Calculate all the generators in $\mathbb{Z}/61$

Question

Here's the exact question I trying answer: "Calculate all the generators in $(\mathbb{Z}/61)^\times$ . You may assume that $g = 2$ is one such generator. " Does this question mean calculate the number of elements that are generators, or calculate each individual generator? I can't imagine that it is asking to count the number of them because that would just be $61-1$ which is $60$, and that $g=2$ was mentioned just to confuse things. But could someone please explain how I could calculate each of the generators, using the knowledge that 2 is one them. I've looked around online, but I'm stumped.

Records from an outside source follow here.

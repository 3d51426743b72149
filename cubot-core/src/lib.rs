//! Board-agnostic core logic for the cube solving robot
//!
//! This crate contains all application logic that does not depend on
//! specific hardware implementations:
//!
//! - Facelet model of the cube, driven by permutation tables
//! - Orientation-aware move planning with backlash compensation
//! - Scan state machine and driver
//! - Command/response exchange with the camera host
//! - Hardware abstraction traits (actuator, link, indicator) and simulators
//! - Configuration type definitions

#![cfg_attr(not(test), no_std)]
#![deny(unsafe_code)]

// This mod MUST go first, so that the others see its macros.
#[macro_use]
mod fmt;

pub mod config;
pub mod controller;
pub mod cube;
pub mod exchange;
pub mod motion;
pub mod scan;
pub mod sim;
pub mod state;
pub mod traits;

pub use controller::{Cubot, RobotError};
//! Robot controller
//!
//! Owns the planner, the host link and the operator indicator, and runs the
//! high-level tasks: scan, detect, solve and apply. Every task stops at the
//! first failure and leaves the robot where it is.

use core::fmt;

use cubot_protocol::{Command, Line};

use crate::config::RobotConfig;
use crate::cube::{
    CubeError, Face, FaceletAssembler, FaceletString, FACE_COUNT, IDENTITY_ORIENTATION,
};
use crate::exchange::{self, ExchangeError};
use crate::motion::{MovePlanner, PlanError};
use crate::scan::{ScanDriver, ScanError};
use crate::state::ScanState;
use crate::traits::{Actuator, Cue, Indicator, Link};

/// Errors from high-level robot tasks
#[derive(Debug, Clone, PartialEq, Eq)]
#[cfg_attr(feature = "defmt", derive(defmt::Format))]
pub enum RobotError {
    /// Motion planning or execution failed
    Plan(PlanError),
    /// Scan aborted
    Scan(ScanError),
    /// Detected configuration or solver answer is invalid
    Cube(CubeError),
    /// Exchange with the camera host failed
    Host(ExchangeError),
    /// Host answered `OK` without the expected payload
    MissingPayload,
}

impl From<PlanError> for RobotError {
    fn from(e: PlanError) -> Self {
        RobotError::Plan(e)
    }
}

impl From<ScanError> for RobotError {
    fn from(e: ScanError) -> Self {
        RobotError::Scan(e)
    }
}

impl From<CubeError> for RobotError {
    fn from(e: CubeError) -> Self {
        RobotError::Cube(e)
    }
}

impl From<ExchangeError> for RobotError {
    fn from(e: ExchangeError) -> Self {
        RobotError::Host(e)
    }
}

impl fmt::Display for RobotError {
    fn fmt(&self, f: &mut fmt::Formatter<'_>) -> fmt::Result {
        match self {
            RobotError::Plan(e) => write!(f, "{}", e),
            RobotError::Scan(e) => write!(f, "scan failed: {}", e),
            RobotError::Cube(e) => write!(f, "{}", e),
            RobotError::Host(e) => write!(f, "{}", e),
            RobotError::MissingPayload => f.write_str("host answered without a payload"),
        }
    }
}

/// The robot
pub struct Cubot<A: Actuator, L: Link, I: Indicator> {
    planner: MovePlanner<A>,
    link: L,
    indicator: I,
    scanner: ScanDriver,
    config: RobotConfig,
}

impl<A: Actuator, L: Link, I: Indicator> Cubot<A, L, I> {
    pub fn new(actuator: A, link: L, indicator: I, config: RobotConfig) -> Self {
        Self {
            planner: MovePlanner::new(actuator, config),
            link,
            indicator,
            scanner: ScanDriver::new(config.link),
            config,
        }
    }

    pub fn planner(&self) -> &MovePlanner<A> {
        &self.planner
    }

    pub fn planner_mut(&mut self) -> &mut MovePlanner<A> {
        &mut self.planner
    }

    pub fn link(&self) -> &L {
        &self.link
    }

    pub fn link_mut(&mut self) -> &mut L {
        &mut self.link
    }

    pub fn indicator(&self) -> &I {
        &self.indicator
    }

    pub fn scan_state(&self) -> ScanState {
        self.scanner.state()
    }

    /// Release the hardware
    pub fn into_parts(self) -> (A, L, I) {
        (self.planner.into_actuator(), self.link, self.indicator)
    }

    /// Home every mechanism and assume a solved cube in the identity frame
    pub fn reset(&mut self) -> Result<(), RobotError> {
        self.planner.home()?;
        self.planner.cube_mut().reset();
        self.scanner.reset();
        info!("cubot: ready");
        self.indicator.show(Cue::Ready);
        Ok(())
    }

    /// Show all six faces to the camera
    pub fn scan(&mut self) -> Result<(), RobotError> {
        self.scanner
            .run(&mut self.planner, &mut self.link, &mut self.indicator)?;
        Ok(())
    }

    /// Have the host classify the captured faces and load the result
    ///
    /// Each answer is read in the frame the cube had when that face was
    /// captured. The assembled configuration is in the identity frame and is
    /// rotated into the robot's current physical frame before it replaces
    /// the model. Needs a completed scan.
    pub fn detect(&mut self) -> Result<(), RobotError> {
        let mut captures = [IDENTITY_ORIENTATION; FACE_COUNT];
        for face in Face::ALL {
            captures[face.index()] =
                self.scanner.capture(face).ok_or(CubeError::IncompleteScan { face })?;
        }

        let mut assembler = FaceletAssembler::new();
        for face in Face::ALL {
            let colors = self.request_payload(&Command::Detect { face: face.letter() })?;
            assembler.record_captured(captures[face.index()], &colors)?;
        }
        let facelets = assembler.assemble()?;
        info!("cubot: detected {}", facelets.as_str());

        let orientation = self.planner.cube().orientation();
        let cube = self.planner.cube_mut();
        cube.load(&facelets)?;
        cube.reorient_to(orientation)?;
        Ok(())
    }

    /// Configuration in the identity frame, as the solver expects it
    pub fn facelets(&self) -> Result<FaceletString, RobotError> {
        let mut cube = self.planner.cube().clone();
        cube.reorient_to(IDENTITY_ORIENTATION)?;
        Ok(cube.serialize())
    }

    /// Ask the host's solver for a move string
    pub fn solve(&mut self) -> Result<Line, RobotError> {
        let facelets = self.facelets()?;
        let command = Command::Solve { facelets: &facelets };
        let solution = exchange::request(&mut self.link, &command, &self.config.link)?;
        // A solved cube needs no moves
        let solution = solution.unwrap_or_default();
        info!("cubot: solution '{}'", solution.as_str());
        Ok(solution)
    }

    /// Execute a solver move string
    pub fn apply_solution(&mut self, moves: &str) -> Result<(), RobotError> {
        self.planner.execute(moves)?;
        Ok(())
    }

    /// Scan, detect, solve and apply
    ///
    /// Shows `Cue::Success` when the cube is solved and `Cue::Failure` when
    /// any step fails.
    pub fn solve_and_apply(&mut self) -> Result<(), RobotError> {
        match self.run_solve_and_apply() {
            Ok(()) => {
                info!("cubot: solved");
                self.indicator.show(Cue::Success);
                Ok(())
            }
            Err(e) => {
                error!("cubot: {}", e);
                // The scan driver already reported its own failure
                if !matches!(e, RobotError::Scan(_)) {
                    self.indicator.show(Cue::Failure);
                }
                Err(e)
            }
        }
    }

    fn run_solve_and_apply(&mut self) -> Result<(), RobotError> {
        self.scan()?;
        self.detect()?;
        let solution = self.solve()?;
        self.apply_solution(&solution)?;
        self.planner.rest()?;
        Ok(())
    }

    /// Tell the host to stop its command loop
    pub fn shutdown(&mut self) -> Result<(), RobotError> {
        exchange::request(&mut self.link, &Command::Exit, &self.config.link)?;
        info!("cubot: host told to exit");
        Ok(())
    }

    fn request_payload(&mut self, command: &Command<'_>) -> Result<Line, RobotError> {
        exchange::request(&mut self.link, command, &self.config.link)?
            .ok_or(RobotError::MissingPayload)
    }
}
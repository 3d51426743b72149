//! Serial link trait
//!
//! This trait abstracts the byte stream to the camera host. Implementations
//! split incoming bytes into lines with `cubot_protocol::LineParser`.

use core::fmt;

use cubot_protocol::Line;

/// Errors that can occur with link communication
#[derive(Debug, Clone, Copy, PartialEq, Eq)]
#[cfg_attr(feature = "defmt", derive(defmt::Format))]
pub enum LinkError {
    /// No complete line arrived within the timeout
    Timeout,
    /// Transport closed or failed; there is no automatic reconnect
    ConnectionLost,
    /// A received line exceeded the maximum length
    Overflow,
}

impl fmt::Display for LinkError {
    fn fmt(&self, f: &mut fmt::Formatter<'_>) -> fmt::Result {
        match self {
            LinkError::Timeout => f.write_str("timed out waiting for a line"),
            LinkError::ConnectionLost => f.write_str("connection lost"),
            LinkError::Overflow => f.write_str("line too long"),
        }
    }
}

/// Trait for line-oriented communication with the camera host
pub trait Link {
    /// Send one line; `line` carries its own terminator
    fn send_line(&mut self, line: &str) -> Result<(), LinkError>;

    /// Block until a complete line arrives or `timeout_ms` elapses
    fn receive_line(&mut self, timeout_ms: u32) -> Result<Line, LinkError>;
}
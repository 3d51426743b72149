//! Configuration type definitions
//!
//! These types represent the robot configuration. Every field has a default,
//! so a configuration file only needs the values that differ.

use crate::motion::LashPolicy;

#[cfg(feature = "serde")]
use serde::{Deserialize, Serialize};

/// Motor degrees per turntable degree on the reference robot (24/8 gears)
pub const DEFAULT_GEAR_RATIO: u16 = 3;

/// Degrees of one quarter turn of the cube
pub const QUARTER_TURN_DEGREES: u32 = 90;

/// Grabbing arm positions and speeds
///
/// Positions are motor degrees relative to the arm's home (fully open).
#[derive(Debug, Clone, Copy, PartialEq, Eq)]
#[cfg_attr(feature = "defmt", derive(defmt::Format))]
#[cfg_attr(feature = "serde", derive(Serialize, Deserialize))]
#[cfg_attr(feature = "serde", serde(default))]
pub struct ArmConfig {
    /// Resting position, clear of the cube
    pub rest: i16,
    /// Holding the top two layers
    pub grab: i16,
    /// Far end of the tilt swing
    pub tilt_over: i16,
    /// Overshoot on the way back from a tilt
    pub tilt_back: i16,
    /// Default arm speed (percent)
    pub speed: u8,
    /// Speed of the return swing of a tilt (percent)
    pub tilt_back_speed: u8,
    /// Speed when moving to rest (percent)
    pub rest_speed: u8,
    /// Pause at both ends of a tilt (ms)
    pub settle_ms: u32,
}

impl Default for ArmConfig {
    fn default() -> Self {
        Self {
            rest: 0,
            grab: -75,
            tilt_over: -155,
            tilt_back: -55,
            speed: 70,
            tilt_back_speed: 100,
            rest_speed: 40,
            settle_ms: 50,
        }
    }
}

/// Backlash compensation for bottom-face turns
#[derive(Debug, Clone, Copy, PartialEq, Eq)]
#[cfg_attr(feature = "defmt", derive(defmt::Format))]
#[cfg_attr(feature = "serde", derive(Serialize, Deserialize))]
#[cfg_attr(feature = "serde", serde(default))]
pub struct LashConfig {
    /// When pre-travel is inserted
    pub policy: LashPolicy,
    /// Pre-travel in cube degrees
    pub extra_degrees: u16,
    /// Additional pre-travel on a reversal (`Preload` only), cube degrees
    pub reversal_degrees: u16,
}

impl Default for LashConfig {
    fn default() -> Self {
        Self {
            policy: LashPolicy::SameSense,
            extra_degrees: 19,
            reversal_degrees: 3,
        }
    }
}

/// Camera host link settings
#[derive(Debug, Clone, Copy, PartialEq, Eq)]
#[cfg_attr(feature = "defmt", derive(defmt::Format))]
#[cfg_attr(feature = "serde", derive(Serialize, Deserialize))]
#[cfg_attr(feature = "serde", serde(default))]
pub struct LinkConfig {
    /// Longest wait for one response line (ms)
    pub response_timeout_ms: u32,
    /// Noise lines tolerated while waiting for one response
    pub max_ignored_lines: u8,
}

impl Default for LinkConfig {
    fn default() -> Self {
        Self {
            response_timeout_ms: 10_000,
            max_ignored_lines: 16,
        }
    }
}

/// Complete robot configuration
#[derive(Debug, Clone, Copy, PartialEq, Eq)]
#[cfg_attr(feature = "defmt", derive(defmt::Format))]
#[cfg_attr(feature = "serde", derive(Serialize, Deserialize))]
#[cfg_attr(feature = "serde", serde(default))]
pub struct RobotConfig {
    /// Motor degrees per turntable degree
    pub gear_ratio: u16,
    /// Turntable speed (percent)
    pub turntable_speed: u8,
    /// Grabbing arm
    pub arm: ArmConfig,
    /// Backlash compensation
    pub lash: LashConfig,
    /// Camera host link
    pub link: LinkConfig,
}

impl Default for RobotConfig {
    fn default() -> Self {
        Self {
            gear_ratio: DEFAULT_GEAR_RATIO,
            turntable_speed: 80,
            arm: ArmConfig::default(),
            lash: LashConfig::default(),
            link: LinkConfig::default(),
        }
    }
}

impl RobotConfig {
    /// Motor degrees for `quarters` quarter turns of the cube
    pub fn turn_degrees(&self, quarters: u8) -> u32 {
        QUARTER_TURN_DEGREES * quarters as u32 * self.gear_ratio as u32
    }

    /// Motor degrees for a distance given in cube degrees
    pub fn motor_degrees(&self, cube_degrees: u16) -> u32 {
        cube_degrees as u32 * self.gear_ratio as u32
    }
}

#[cfg(test)]
mod tests {
    use super::*;

    #[test]
    fn test_reference_robot_distances() {
        let config = RobotConfig::default();
        assert_eq!(config.turn_degrees(1), 270);
        assert_eq!(config.turn_degrees(2), 540);
        assert_eq!(config.motor_degrees(config.lash.extra_degrees), 57);
    }

    #[test]
    fn test_gear_ratio_scales_turns() {
        let config = RobotConfig {
            gear_ratio: 1,
            ..RobotConfig::default()
        };
        assert_eq!(config.turn_degrees(1), 90);
        assert_eq!(config.motor_degrees(3), 3);
    }

    #[test]
    fn test_arm_defaults() {
        let arm = ArmConfig::default();
        assert!(arm.tilt_over < arm.grab);
        assert!(arm.grab < arm.tilt_back);
        assert!(arm.tilt_back < arm.rest);
    }
}
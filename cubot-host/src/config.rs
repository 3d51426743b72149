//! Robot configuration from TOML
//!
//! The file mirrors `RobotConfig`; every key is optional. After parsing, the
//! values are checked against the robot's mechanics and every problem found
//! is reported at once.

use std::fs;
use std::path::{Path, PathBuf};

use cubot_core::config::{RobotConfig, QUARTER_TURN_DEGREES};
use log::info;
use thiserror::Error;

/// Errors from loading a configuration
#[derive(Debug, Error)]
pub enum ConfigError {
    #[error("cannot read {path}: {source}")]
    Io {
        path: PathBuf,
        #[source]
        source: std::io::Error,
    },
    #[error("invalid TOML: {0}")]
    Toml(#[from] toml::de::Error),
    #[error("invalid configuration: {}", .0.join("; "))]
    Invalid(Vec<String>),
}

/// Load and validate a configuration file
pub fn load(path: impl AsRef<Path>) -> Result<RobotConfig, ConfigError> {
    let path = path.as_ref();
    let text = fs::read_to_string(path).map_err(|source| ConfigError::Io {
        path: path.to_path_buf(),
        source,
    })?;
    let config = from_toml_str(&text)?;
    info!("loaded configuration from {}", path.display());
    Ok(config)
}

/// Parse and validate configuration text
pub fn from_toml_str(text: &str) -> Result<RobotConfig, ConfigError> {
    let config: RobotConfig = toml::from_str(text)?;
    validate(&config)?;
    Ok(config)
}

/// Check a configuration against the robot's mechanics
pub fn validate(config: &RobotConfig) -> Result<(), ConfigError> {
    let mut errors = Vec::new();

    if config.gear_ratio == 0 {
        errors.push("gear_ratio must be at least 1".to_string());
    }

    let arm = &config.arm;
    for (name, speed) in [
        ("turntable_speed", config.turntable_speed),
        ("arm.speed", arm.speed),
        ("arm.tilt_back_speed", arm.tilt_back_speed),
        ("arm.rest_speed", arm.rest_speed),
    ] {
        if speed == 0 || speed > 100 {
            errors.push(format!("{} must be between 1 and 100, got {}", name, speed));
        }
    }

    // The arm closes towards negative positions
    if !(arm.tilt_over < arm.grab && arm.grab < arm.rest) {
        errors.push(format!(
            "arm positions must satisfy tilt_over < grab < rest, got {} / {} / {}",
            arm.tilt_over, arm.grab, arm.rest
        ));
    }
    if !(arm.tilt_over < arm.tilt_back && arm.tilt_back <= arm.rest) {
        errors.push(format!(
            "arm.tilt_back must lie between tilt_over and rest, got {}",
            arm.tilt_back
        ));
    }

    let pre_travel = u32::from(config.lash.extra_degrees) + u32::from(config.lash.reversal_degrees);
    if pre_travel >= QUARTER_TURN_DEGREES {
        errors.push("lash pre-travel must stay below a quarter turn".to_string());
    }

    if config.link.response_timeout_ms == 0 {
        errors.push("link.response_timeout_ms must be positive".to_string());
    }

    if errors.is_empty() {
        Ok(())
    } else {
        Err(ConfigError::Invalid(errors))
    }
}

I assume there's some method for doing this other than just slow going through each element one at a time?

Answer 1

Hint: $\text{ord}(a^k) = \dfrac{\text{ord}(a)}{\gcd(\text{ord}(a), k)}$

Answer 2

Hints for you to work out:

== $\;\Bbb Z/61\Bbb Z=:\Bbb F_{61}\;$ is a field .

== A finite subgroup of the multiplicative group of any field is cyclic .

== In a cyclic group of order $\;n\;$ there are exactly $\;\varphi(n)\;$ generators of that group (i.e., elements of order $\;n$) , with $\;\varphi=$ Euler's Totient Function

== If $\;G\;$ is a cyclic group of order $\;n\;$ and $\;G=\langle\,x\,\rangle\;$ , then all the generators of the group are given by

$$\;\{\,x^k\;:\;\;\text{g.c.d.}\,(k,n)=1\,\}$$